In actual practice, it's an "ascent hold" at depth for 30sec -at each "triad" cardinal number depth by-threes in meters, or "decade" by-tens in US Imperial), and then "move up" to the next cardinal depth in 30sec.

So for example, stop at 36m/120' for 30 seconds, then move up to next depth of 33m/110' in 30 seconds; do a hold at 33m/110' for 30 seconds, then move to 30m/100' in 30 seconds; and so on etc.

And that IMO does make the resulting calculations irrelevant to novice divers who would reasonably be expected to ascend at the nominal 30'/minute rate they were trained to.
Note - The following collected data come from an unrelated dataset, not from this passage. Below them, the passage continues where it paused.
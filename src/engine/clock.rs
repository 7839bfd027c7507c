use crate::model::Ms;

pub(crate) fn now_ms() -> Ms {
    std::time::SystemTime::now()
        .duration_since(std::time::UNIX_EPOCH)
        .map(|d| d.as_millis() as Ms)
        .unwrap_or(0)
}

/// Whole seconds from `from` to `to`, clamped at zero for clock skew.
pub(crate) fn elapsed_secs(from: Ms, to: Ms) -> u64 {
    ((to - from).max(0) / 1000) as u64
}
use std::sync::Arc;
use std::time::{Duration, Instant};

use futures::future::join_all;
use parkd::engine::{Engine, EngineOptions};
use parkd::model::RequestId;
use parkd::topology::{AreaSpec, TopologySpec, ZoneSpec};

/// `zones` zones in a ring, each with `areas` areas of `slots` slots.
fn city(zones: u32, areas: u32, slots: u32) -> TopologySpec {
    TopologySpec {
        zones: (1..=zones)
            .map(|z| ZoneSpec {
                id: z,
                adjacent: vec![if z == zones { 1 } else { z + 1 }],
                areas: (1..=areas)
                    .map(|a| AreaSpec {
                        id: z * 100 + a,
                        slots: (1..=slots).map(|s| (z * 100 + a) * 1000 + s).collect(),
                    })
                    .collect(),
            })
            .collect(),
    }
}

fn percentile(sorted: &[Duration], p: f64) -> Duration {
    if sorted.is_empty() {
        return Duration::ZERO;
    }
    let idx = ((sorted.len() as f64) * p / 100.0) as usize;
    sorted[idx.min(sorted.len() - 1)]
}

fn print_latency(label: &str, latencies: &mut [Duration]) {
    if latencies.is_empty() {
        println!("  {label}: no samples");
        return;
    }
    latencies.sort();
    let total: Duration = latencies.iter().sum();
    let avg = total / latencies.len() as u32;
    println!("  {label}:");
    println!(
        "    n={}, avg={:.3}ms, p50={:.3}ms, p95={:.3}ms, p99={:.3}ms, max={:.3}ms",
        latencies.len(),
        avg.as_secs_f64() * 1000.0,
        percentile(latencies, 50.0).as_secs_f64() * 1000.0,
        percentile(latencies, 95.0).as_secs_f64() * 1000.0,
        percentile(latencies, 99.0).as_secs_f64() * 1000.0,
        latencies[latencies.len() - 1].as_secs_f64() * 1000.0,
    );
}

fn engine(spec: &TopologySpec, cross_zone: bool) -> Arc<Engine> {
    Arc::new(Engine::from_spec(spec, EngineOptions { cross_zone }).expect("valid topology"))
}

async fn phase1_sequential(spec: &TopologySpec) {
    let engine = engine(spec, false);
    let zones = spec.zones.len() as u32;
    let n = 20_000;
    let mut alloc = Vec::with_capacity(n);
    let mut leave = Vec::with_capacity(n);
    let start = Instant::now();

    for i in 0..n {
        let zone = (i as u32 % zones) + 1;
        let t = Instant::now();
        let res = engine.allocate(&format!("SEQ{i}"), zone).await;
        alloc.push(t.elapsed());
        if let Ok(a) = res {
            let t = Instant::now();
            engine.release(a.request_id).await.expect("release allocated");
            leave.push(t.elapsed());
        }
    }

    let elapsed = start.elapsed();
    let ops = (alloc.len() + leave.len()) as f64 / elapsed.as_secs_f64();
    println!("  {n} request/leave pairs in {:.2}s = {ops:.0} ops/sec", elapsed.as_secs_f64());
    print_latency("request latency", &mut alloc);
    print_latency("leave latency", &mut leave);
}

async fn phase2_contention(spec: &TopologySpec) {
    let engine = engine(spec, true);
    let n_tasks = 64;
    let n_per_task = 500;
    let zones = spec.zones.len() as u32;

    let start = Instant::now();
    let handles = (0..n_tasks).map(|t| {
        let engine = engine.clone();
        tokio::spawn(async move {
            let mut won = 0usize;
            let mut lost = 0usize;
            for j in 0..n_per_task {
                // Everyone hammers the same two zones.
                let zone = ((t + j) as u32 % 2).min(zones - 1) + 1;
                match engine.allocate(&format!("T{t}J{j}"), zone).await {
                    Ok(a) => {
                        won += 1;
                        if j % 3 == 0 {
                            let _ = engine.cancel(a.request_id).await;
                        } else {
                            let _ = engine.release(a.request_id).await;
                        }
                    }
                    Err(_) => lost += 1,
                }
            }
            (won, lost)
        })
    });

    let mut won = 0;
    let mut lost = 0;
    for res in join_all(handles).await {
        let (w, l) = res.expect("task panicked");
        won += w;
        lost += l;
    }

    let elapsed = start.elapsed();
    let total = n_tasks * n_per_task;
    println!(
        "  {n_tasks} tasks x {n_per_task} requests = {total} total in {:.2}s ({won} allocated, {lost} rejected)",
        elapsed.as_secs_f64()
    );
    engine.check_invariants().await.expect("invariants hold");
}

async fn phase3_read_under_load(spec: &TopologySpec) {
    let engine = engine(spec, false);
    let zones = spec.zones.len() as u32;
    let stop = Arc::new(std::sync::atomic::AtomicBool::new(false));

    let writers: Vec<_> = (0..8)
        .map(|w| {
            let engine = engine.clone();
            let stop = stop.clone();
            tokio::spawn(async move {
                let mut i = 0u64;
                while !stop.load(std::sync::atomic::Ordering::Relaxed) {
                    let zone = (i as u32 % zones) + 1;
                    if let Ok(a) = engine.allocate(&format!("W{w}N{i}"), zone).await {
                        let _ = engine.release(a.request_id).await;
                    }
                    i += 1;
                    tokio::task::yield_now().await;
                }
            })
        })
        .collect();

    let readers = (0..8).map(|_| {
        let engine = engine.clone();
        tokio::spawn(async move {
            let mut latencies = Vec::with_capacity(500);
            for _ in 0..500 {
                let t = Instant::now();
                let snapshot = engine.snapshot().await;
                latencies.push(t.elapsed());
                std::hint::black_box(snapshot);
            }
            latencies
        })
    });

    let mut all = Vec::new();
    for res in join_all(readers).await {
        all.extend(res.expect("reader panicked"));
    }
    stop.store(true, std::sync::atomic::Ordering::Relaxed);
    join_all(writers).await;

    print_latency("snapshot", &mut all);
}

async fn phase4_rollback_storm(spec: &TopologySpec) {
    let engine = engine(spec, true);
    let zones = spec.zones.len() as u32;
    let n = 5_000;

    let mut ids: Vec<RequestId> = Vec::new();
    for i in 0..n {
        let zone = (i as u32 % zones) + 1;
        if let Ok(a) = engine.allocate(&format!("R{i}"), zone).await {
            ids.push(a.request_id);
        }
    }
    for id in ids.iter().step_by(2) {
        let _ = engine.release(*id).await;
    }

    let depth = engine.undo_depth().await;
    let mut latencies = Vec::new();
    let start = Instant::now();
    loop {
        let t = Instant::now();
        match engine.rollback_many(64).await {
            Ok(_) => latencies.push(t.elapsed()),
            Err(_) => break,
        }
    }
    println!(
        "  unwound {depth} operations in {:.2}s",
        start.elapsed().as_secs_f64()
    );
    print_latency("rollback k=64", &mut latencies);
    engine.check_invariants().await.expect("invariants hold");
    assert_eq!(engine.snapshot().await.requests.len(), 0);
}

#[tokio::main]
async fn main() {
    let spec = city(16, 4, 32);
    let slots: usize = spec
        .zones
        .iter()
        .flat_map(|z| &z.areas)
        .map(|a| a.slots.len())
        .sum();

    println!("=== parkd stress benchmark ===");
    println!("topology: {} zones, {slots} slots\n", spec.zones.len());

    println!("[phase 1] sequential request/leave throughput");
    phase1_sequential(&spec).await;

    println!("\n[phase 2] concurrent allocation contention");
    phase2_contention(&spec).await;

    println!("\n[phase 3] snapshot latency under write load");
    phase3_read_under_load(&spec).await;

    println!("\n[phase 4] rollback storm");
    phase4_rollback_storm(&spec).await;

    println!("\n=== done ===");
}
I actually find your methodolgy conceptually intriguing. It does bind the ascent into an arguably more controlled situation. I do find the length of those stops unnecessarily long at the expense of other important factors - boiled down: more time at depth, less available gas for the unexpected and time at more beneficial offgassing depths.

As I pointed out, a 10 second stop guarantees a maximum of 60'/minute rate. Even if you actually ascend (between stops) at 60'/minute, with the 10 second stop, your average ascent rate is only 30'/minute. And if you ascend (between stops) at 30'/minute your average ascent rate only falls to 20'/minute - a bit safer if you are concermed that 30' is too aggressive, but with far less negative impact (IMO). In other posts you have made much the same profile suggestion.

No . . . but IMHO better repeated pauses -under control- than constantly looking at your computer's ascent rate indicator all the way up from 130'/39m, making sure it reads no more than 30fpm (better to just stop and hold for 10 seconds, and then move up taking 10 seconds to ascend 10'/3m -->essentially again, an overall rate of 30fpm/9mpm. . .

[Reiterating: There seem to be several different intermixed profiles presented and this has been confusing (again - at least to me - sorry to the extent that my loss of context led to more critical tone. ) The coceptual ascent methodology is worth thoughtful discussion.]